使用数组的二维求和-Python

Question

I'm trying to sum a two dimensional function using the array method, somehow, using a for loop is not outputting the correct answer. I want to find (in latex) $$\\sum_{i=1}^{M}\\sum_{j=1}^{M_2}\\cos(i)\\cos(j)$$ where according to Mathematica the answer when M=5 is 1.52725. According to the for loop:

def f(N):
s1=0;
for p1 in range(N):
    for p2 in range(N):
        s1+=np.cos(p1+1)*np.cos(p2+1)
        return s1
print(f(4))

is 0.291927.

I have thus been trying to use some code of the form:

def f1(N):
mat3=np.zeros((N,N),np.complex)
for i in range(0,len(mat3)):
    for j in range(0,len(mat3)):
        mat3[i][j]=np.cos(i+1)*np.cos(j+1)
        return sum(mat3)

which again

print(f1(4))

outputs 0.291927. Looking at the array we should find for each value of i and ja matrix of the form

mat3=[[np.cos(1)*np.cos(1),np.cos(2)*np.cos(1),...],[np.cos(2)*np.cos(1),...]...[np.cos(N+1)*np.cos(N+1)]]

so for N=4 we should have

mat3=[[np.cos(1)*np.cos(1) np.cos(2)*np.cos(1) ...] [np.cos(2)*np.cos(1) ...]...[... np.cos(5)*np.cos(5)]]

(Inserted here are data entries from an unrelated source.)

use aws_config::BehaviorVersion;

/// Build an S3 client from the default AWS credential and region chain.
pub async fn build_client() -> aws_sdk_s3::Client {
    let config = aws_config::defaults(BehaviorVersion::latest()).load().await;
    aws_sdk_s3::Client::new(&config)
}
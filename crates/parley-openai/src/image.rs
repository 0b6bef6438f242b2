//! Image generation and re-encoding of generated images as `data:` URLs.

use base64::{Engine, engine::general_purpose};
use serde::Deserialize;
use serde_json::{Value, json};

use crate::BoxFuture;
use crate::capabilities::ImageSize;
use crate::error::OpenAiError;

/// Content type assumed for inline payloads and for fetches that omit one.
pub const DEFAULT_IMAGE_MIME: &str = "image/png";

#[derive(Debug, Clone, PartialEq, Eq)]
pub struct ImageRequest {
    pub prompt: String,
    pub size: ImageSize,
}

/// What the image API handed back for the first generated image.
#[derive(Debug, Clone, PartialEq, Eq)]
pub enum GeneratedImage {
    /// Base64 image bytes, no `data:` prefix.
    Inline { b64: String },
    /// A provider-hosted URL with a limited lifetime.
    Remote { url: String },
    /// Neither field was present.
    Missing,
}

/// Bytes of a fetched image.
#[derive(Debug, Clone, PartialEq, Eq)]
pub struct FetchedImage {
    pub content_type: String,
    pub bytes: Vec<u8>,
}

impl FetchedImage {
    pub fn to_data_url(&self) -> String {
        format!(
            "data:{};base64,{}",
            self.content_type,
            general_purpose::STANDARD.encode(&self.bytes)
        )
    }
}

pub trait ImageApi: Send + Sync {
    fn generate(&self, request: ImageRequest)
    -> BoxFuture<'_, Result<GeneratedImage, OpenAiError>>;
}

/// Downloads a generated image so it can be re-encoded.
pub trait ImageFetcher: Send + Sync {
    fn fetch(&self, url: String) -> BoxFuture<'_, Result<FetchedImage, OpenAiError>>;
}

/// Wrap inline base64 image data as a `data:` URL.
pub fn inline_data_url(b64: &str) -> String {
    format!("data:{DEFAULT_IMAGE_MIME};base64,{b64}")
}

/// Body for `POST /v1/images/generations`. One image per call.
pub fn build_request_body(model: &str, request: &ImageRequest) -> Value {
    json!({
        "model": model,
        "prompt": request.prompt,
        "size": request.size.as_str(),
        "n": 1,
    })
}

#[derive(Deserialize)]
struct ImagesResponse {
    #[serde(default)]
    data: Vec<ImageData>,
}

#[derive(Deserialize)]
struct ImageData {
    #[serde(default)]
    b64_json: Option<String>,
    #[serde(default)]
    url: Option<String>,
}

/// Parse an images response. Inline data is preferred over a URL.
pub fn parse_response(response: Value) -> Result<GeneratedImage, OpenAiError> {
    let parsed: ImagesResponse = serde_json::from_value(response)
        .map_err(|e| OpenAiError::ResponseParse(format!("failed to parse image response: {e}")))?;

    let Some(first) = parsed.data.into_iter().next() else {
        return Ok(GeneratedImage::Missing);
    };

    let non_empty = |s: Option<String>| s.filter(|v| !v.trim().is_empty());

    Ok(match (non_empty(first.b64_json), non_empty(first.url)) {
        (Some(b64), _) => GeneratedImage::Inline { b64 },
        (None, Some(url)) => GeneratedImage::Remote { url },
        (None, None) => GeneratedImage::Missing,
    })
}

#[cfg(test)]
mod tests {
    use super::*;

    #[test]
    fn inline_wins_over_url() {
        let image = parse_response(json!({
            "data": [{ "b64_json": "aGk=", "url": "https://img.example/1.png" }]
        }))
        .unwrap();
        assert_eq!(image, GeneratedImage::Inline { b64: "aGk=".to_string() });
    }

    #[test]
    fn url_only() {
        let image =
            parse_response(json!({ "data": [{ "url": "https://img.example/1.png" }] })).unwrap();
        assert_eq!(
            image,
            GeneratedImage::Remote {
                url: "https://img.example/1.png".to_string()
            }
        );
    }

    #[test]
    fn empty_data_is_missing() {
        assert_eq!(parse_response(json!({ "data": [] })).unwrap(), GeneratedImage::Missing);
        assert_eq!(parse_response(json!({})).unwrap(), GeneratedImage::Missing);
    }

    #[test]
    fn fetched_bytes_keep_their_content_type() {
        let fetched = FetchedImage {
            content_type: "image/webp".to_string(),
            bytes: b"hi".to_vec(),
        };
        assert_eq!(fetched.to_data_url(), "data:image/webp;base64,aGk=");
        assert_eq!(inline_data_url("aGk="), "data:image/png;base64,aGk=");
    }
}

but what I actually get is the following

mat3=[[0.29192658+0.j 0.+0.j 0.+0.j ... 0.+0.j] ... [... 0.+0.j]]

or a matrix of all zeros apart from the mat3[0][0] element.

Does anybody know a correct way to do this and get the correct answer? I chose this as an example because the problem I'm trying to solve involves plotting a function which has been summed over two indices and the function that python outputs is not the same as Mathematica (ie, a function of the form $$f(E)=\\sum_{i=1}^{M}\\sum_{j=1}^{M_2}F(i,j,E)$$).

Answer 1

The return statement is not indented correctly in your sample code. It returns immediately in the first loop iteration. Indent it on the function body instead, so that both for loops finish:

def f(N):
    s1=0;
    for p1 in range(N):
        for p2 in range(N):
            s1+=np.cos(p1+1)*np.cos(p2+1)
    return s1

>>> print(f(5))
1.527247272700347

Answer 2

I have moved your code to a more numpy-ish version:

import numpy as np

N = 5
x = np.arange(N) + 1
y = np.arange(N) + 1

x = x.reshape((-1, 1))
y = y.reshape((1, -1))

mat = np.cos(x) * np.cos(y)
print(mat.sum()) # 1.5272472727003474

The trick here is to reshape x to a column and y to a row vector. If you multiply them, they are matched up like in your loop.

This should be more performant, since cos() is only called 2*N times. And it avoids loops (bad in python).

UPDATE (regarding your comment):

This pattern can be extended in any dimension. Basically, you get something like a crossproduct. Where every instance of x is matched up with every instance of y, z, u, k, ... Along the corresponding dimensions.

It's a bit confusing to describe, so here is some more code:

import numpy as np

N = 5
x = np.arange(N) + 1
y = np.arange(N) + 1
z = np.arange(N) + 1

x = x.reshape((-1, 1, 1))
y = y.reshape((1, -1, 1))
z = z.reshape((1, 1, -1))

mat = z**2 * np.cos(x) * np.cos(y)

# x along first axis
# y along second, z along third
# mat[0, 0, 0] == 1**2 * np.cos(1) * np.cos(1)
# mat[0, 4, 2] == 3**2 * np.cos(1) * np.cos(5)

If you use this for many dimensions, and big values for N, you will run into memory problems, though.